Work instruction —
Copy exactly the lines from the start of the data below through the one that carries "pub fn new(config: &OpenAiConfig, api_key: &str)", and only those.

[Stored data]
>>

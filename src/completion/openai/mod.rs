
use std::collections::VecDeque;
use std::pin::Pin;
use std::time::Duration;

use async_trait::async_trait;
use futures::{Stream, StreamExt};
use serde::{Deserialize, Serialize};
use serde_json::Value;
use tracing::{debug, error, warn};
use url::Url;

use super::{ChatMessage, ChatModel, CompletionEvent, FinishReason, TokenStream};
use crate::config::OpenAiConfig;
use crate::{RagError, Result};

/// Client for the OpenAI `/chat/completions` endpoint in streaming mode
#[derive(Debug, Clone)]
pub struct OpenAiChat {
    client: reqwest::Client,
    url: Url,
    api_key: String,
    model: String,
    max_tokens: u32,
}

#[derive(Debug, Serialize)]
struct CompletionRequest<'a> {
    model: &'a str,
    messages: &'a [ChatMessage],
    max_tokens: u32,
    stream: bool,
}

#[derive(Debug, Deserialize)]
struct ErrorResponse {
    error: ErrorDetail,
}

#[derive(Debug, Deserialize)]
struct ErrorDetail {
    message: String,
}

impl OpenAiChat {
    #[inline]
    pub fn new(config: &OpenAiConfig, api_key: &str) -> Result<Self> {
        // only the connect phase is bounded, a streamed answer may take longer
        let client = reqwest::Client::builder()
            .connect_timeout(Duration::from_secs(config.timeout_seconds))
            .build()?;
        Self::with_client(client, config, api_key)
    }

    #[inline]
    pub fn with_client(client: reqwest::Client, config: &OpenAiConfig, api_key: &str) -> Result<Self> {
        let url = config
            .api_url("chat/completions")
            .map_err(|e| RagError::Config(e.to_string()))?;

        Ok(Self {
            client,
            url,
            api_key: api_key.to_string(),
            model: config.chat_model.clone(),
            max_tokens: config.max_tokens,
        })
    }
}

#[async_trait]
impl ChatModel for OpenAiChat {
    async fn stream_chat(&self, messages: Vec<ChatMessage>) -> Result<TokenStream> {
        debug!(
            "Requesting streamed completion from {} with {} messages",
            self.model,
            messages.len()
        );

        let request = CompletionRequest {
            model: &self.model,
            messages: &messages,
            max_tokens: self.max_tokens,
            stream: true,
        };

        let response = self
            .client
            .post(self.url.clone())
            .bearer_auth(&self.api_key)
            .json(&request)
            .send()
            .await?;

        let status = response.status();
        if !status.is_success() {
            let body = response.text().await.unwrap_or_default();
            let message = serde_json::from_str::<ErrorResponse>(&body)
                .map(|e| e.error.message)
                .unwrap_or(body);
            error!("Completion request failed with HTTP {}: {}", status, message);
            return Err(RagError::Completion(format!(
                "Completion request failed ({status}): {message}"
            )));
        }

        Ok(sse_tokens(response.bytes_stream()))
    }
}

/// A decoded server-sent event relevant to a completion
#[derive(Debug, Clone, PartialEq, Eq)]
pub(crate) enum SseEvent {
    Token(String),
    Finished(FinishReason),
    Done,
    Failed(String),
}

/// Incremental decoder for a `text/event-stream` completion body.
///
/// Bytes are buffered until a full line is available, so events and UTF-8
/// sequences split across network chunks decode correctly.
#[derive(Debug, Default)]
pub(crate) struct SseDecoder {
    buffer: Vec<u8>,
}

impl SseDecoder {
    pub(crate) fn feed(&mut self, bytes: &[u8]) -> Vec<SseEvent> {
        self.buffer.extend_from_slice(bytes);

        let mut events = Vec::new();
        while let Some(pos) = self.buffer.iter().position(|b| *b == b'\n') {
            let line: Vec<u8> = self.buffer.drain(..=pos).collect();
            events.extend(parse_line(&String::from_utf8_lossy(&line)));
        }
        events
    }

    /// Decode whatever is left once the body has ended
    pub(crate) fn finish(&mut self) -> Vec<SseEvent> {
        let rest = std::mem::take(&mut self.buffer);
        parse_line(&String::from_utf8_lossy(&rest))
    }
}

/// Events carried by one line; a chunk may hold both a delta and a finish reason
fn parse_line(line: &str) -> Vec<SseEvent> {
    let Some(data) = line.trim().strip_prefix("data:").map(str::trim_start) else {
        return Vec::new();
    };

    if data == "[DONE]" {
        return vec![SseEvent::Done];
    }

    let json: Value = match serde_json::from_str(data) {
        Ok(json) => json,
        Err(e) => {
            warn!("Malformed completion chunk: {}", e);
            return vec![SseEvent::Failed(format!("Malformed completion chunk: {e}"))];
        }
    };

    if let Some(error) = json.get("error") {
        let message = error
            .get("message")
            .and_then(Value::as_str)
            .unwrap_or("unknown error");
        return vec![SseEvent::Failed(message.to_string())];
    }

    let mut events = Vec::new();
    if let Some(content) = json
        .pointer("/choices/0/delta/content")
        .and_then(Value::as_str)
        .filter(|content| !content.is_empty())
    {
        events.push(SseEvent::Token(content.to_string()));
    }
    if let Some(reason) = json
        .pointer("/choices/0/finish_reason")
        .and_then(Value::as_str)
    {
        debug!("Completion finished with reason '{}'", reason);
        events.push(SseEvent::Finished(FinishReason::from_openai(reason)));
    }
    events
}

struct SseState<S> {
    body: Pin<Box<S>>,
    decoder: SseDecoder,
    pending: VecDeque<Result<CompletionEvent>>,
    finished: bool,
}

impl<S> SseState<S> {
    fn absorb(&mut self, events: Vec<SseEvent>) {
        for event in events {
            if self.finished {
                break;
            }
            match event {
                SseEvent::Token(token) => self.pending.push_back(Ok(CompletionEvent::Text(token))),
                SseEvent::Finished(reason) => {
                    self.pending.push_back(Ok(CompletionEvent::Finished(reason)));
                }
                SseEvent::Done => self.finished = true,
                SseEvent::Failed(message) => {
                    self.pending.push_back(Err(RagError::Completion(message)));
                    self.finished = true;
                }
            }
        }
    }
}

/// Turn a raw completion body into a stream of text deltas and finish reasons
pub(crate) fn sse_tokens<S, B, E>(body: S) -> TokenStream
where
    S: Stream<Item = std::result::Result<B, E>> + Send + 'static,
    B: AsRef<[u8]> + Send + 'static,
    E: Into<RagError> + Send + 'static,
{
    let state = SseState {
        body: Box::pin(body),
        decoder: SseDecoder::default(),
        pending: VecDeque::new(),
        finished: false,
    };

    Box::pin(futures::stream::unfold(state, |mut state| async move {
        loop {
            if let Some(item) = state.pending.pop_front() {
                return Some((item, state));
            }
            if state.finished {
                return None;
            }

            match state.body.next().await {
                Some(Ok(bytes)) => {
                    let events = state.decoder.feed(bytes.as_ref());
                    state.absorb(events);
                }
                Some(Err(e)) => {
                    state.finished = true;
                    return Some((Err(e.into()), state));
                }
                None => {
                    let events = state.decoder.finish();
                    state.absorb(events);
                    state.finished = true;
                }
            }
        }
    }))
}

<<

Output below —
filename src/completion/openai/mod.rs

use std::collections::VecDeque;
use std::pin::Pin;
use std::time::Duration;

use async_trait::async_trait;
use futures::{Stream, StreamExt};
use serde::{Deserialize, Serialize};
use serde_json::Value;
use tracing::{debug, error, warn};
use url::Url;

use super::{ChatMessage, ChatModel, CompletionEvent, FinishReason, TokenStream};
use crate::config::OpenAiConfig;
use crate::{RagError, Result};

/// Client for the OpenAI `/chat/completions` endpoint in streaming mode
#[derive(Debug, Clone)]
pub struct OpenAiChat {
    client: reqwest::Client,
    url: Url,
    api_key: String,
    model: String,
    max_tokens: u32,
}

#[derive(Debug, Serialize)]
struct CompletionRequest<'a> {
    model: &'a str,
    messages: &'a [ChatMessage],
    max_tokens: u32,
    stream: bool,
}

#[derive(Debug, Deserialize)]
struct ErrorResponse {
    error: ErrorDetail,
}

#[derive(Debug, Deserialize)]
struct ErrorDetail {
    message: String,
}

impl OpenAiChat {
    #[inline]
    pub fn new(config: &OpenAiConfig, api_key: &str) -> Result<Self> {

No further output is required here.